Nosotros
- Categories: Cultural magazine
- Founder: Roberto Giusti; Alfredo Bianchi;
- Founded: 1907
- Final issue: 1943
- Country: Argentina
- Based in: Buenos Aires
- Language: Spanish
- OCLC: 1639227

= Nosotros (magazine) =

Cultural magazine in Argentina (1907–1943)

Nosotros was a cultural magazine published in Buenos Aires, Argentina. It was in circulation between 1907 and 1943. The magazine was a very significant publication in the country and enjoyed high levels of popularity and circulation not only in Argentina but also in other Latin American countries.

==History and profile==
Nosotros was established by Roberto Giusti and Alfredo Bianchi in 1907. The headquarters was in Buenos Aires.
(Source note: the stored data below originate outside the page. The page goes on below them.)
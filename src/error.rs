use thiserror::Error;

/// Unified error type for release-cycle operations
#[derive(Error, Debug)]
pub enum ReleaseError {
    #[error("Git operation failed: {0}")]
    Git(#[from] git2::Error),

    #[error("Configuration error: {0}")]
    Config(String),

    #[error("Version file error: {0}")]
    Parse(String),

    #[error("I/O error: {0}")]
    Io(#[from] std::io::Error),

    #[error("Unknown action: {0}")]
    UnknownAction(String),

    #[error("Hosting platform request failed: {0}")]
    Hosting(String),

    #[error("Failed to publish draft release: {0}")]
    Publish(String),
}

/// Convenience type alias for Results in release-cycle
pub type Result<T> = std::result::Result<T, ReleaseError>;

impl ReleaseError {
    /// Create a configuration error with context
    pub fn config(msg: impl Into<String>) -> Self {
        ReleaseError::Config(msg.into())
    }

    /// Create a version file parse error with context
    pub fn parse(msg: impl Into<String>) -> Self {
        ReleaseError::Parse(msg.into())
    }

    /// Create a hosting platform error with context
    pub fn hosting(msg: impl Into<String>) -> Self {
        ReleaseError::Hosting(msg.into())
    }

    /// Create a publish error with context
    pub fn publish(msg: impl Into<String>) -> Self {
        ReleaseError::Publish(msg.into())
    }
}

#[cfg(test)]
mod tests {
    use super::*;

    #[test]
    fn test_error_display() {
        let err = ReleaseError::config("no such remote: origin");
        assert_eq!(err.to_string(), "Configuration error: no such remote: origin");
    }

    #[test]
    fn test_error_from_io() {
        let io_err = std::io::Error::new(std::io::ErrorKind::PermissionDenied, "read-only");
        let err: ReleaseError = io_err.into();
        assert!(matches!(err, ReleaseError::Io(_)));
        assert!(err.to_string().contains("I/O error"));
    }

    #[test]
    fn test_error_from_git2() {
        let git_err = git2::Error::from_str("reference not found");
        let err: ReleaseError = git_err.into();
        assert!(err.to_string().starts_with("Git operation failed"));
    }

    #[test]
    fn test_error_messages_are_descriptive() {
        let error_pairs = vec![
            (ReleaseError::config("x"), "Configuration error"),
            (ReleaseError::parse("x"), "Version file error"),
            (ReleaseError::UnknownAction("x".to_string()), "Unknown action"),
            (ReleaseError::hosting("x"), "Hosting platform request failed"),
            (ReleaseError::publish("x"), "Failed to publish draft release"),
        ];

        for (err, expected_prefix) in error_pairs {
            let msg = err.to_string();
            assert!(
                msg.starts_with(expected_prefix),
                "Error message should start with '{}', but got '{}'",
                expected_prefix,
                msg
            );
        }
    }

    #[test]
    fn test_unknown_action_names_the_action() {
        let err = ReleaseError::UnknownAction("release".to_string());
        assert_eq!(err.to_string(), "Unknown action: release");
    }
}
The magazine adhered to the view of ideological evolution.

Nosotros folded in 1943.

===Contributors===
Jorge Luis Borges was among the contributors. His writings from 1921 declared his distance from futurism and the Spanish Ultraismo. Alejandro Korn was another significant contributor, although his contributions were not regular. Manuel Gálvez was the art critic of the magazine. José Bianco started his career through essays published in Nosotros. Alvaro Melian Lafinur published critics in the magazine.

Various Spanish writers published articles in Nosotros during its run.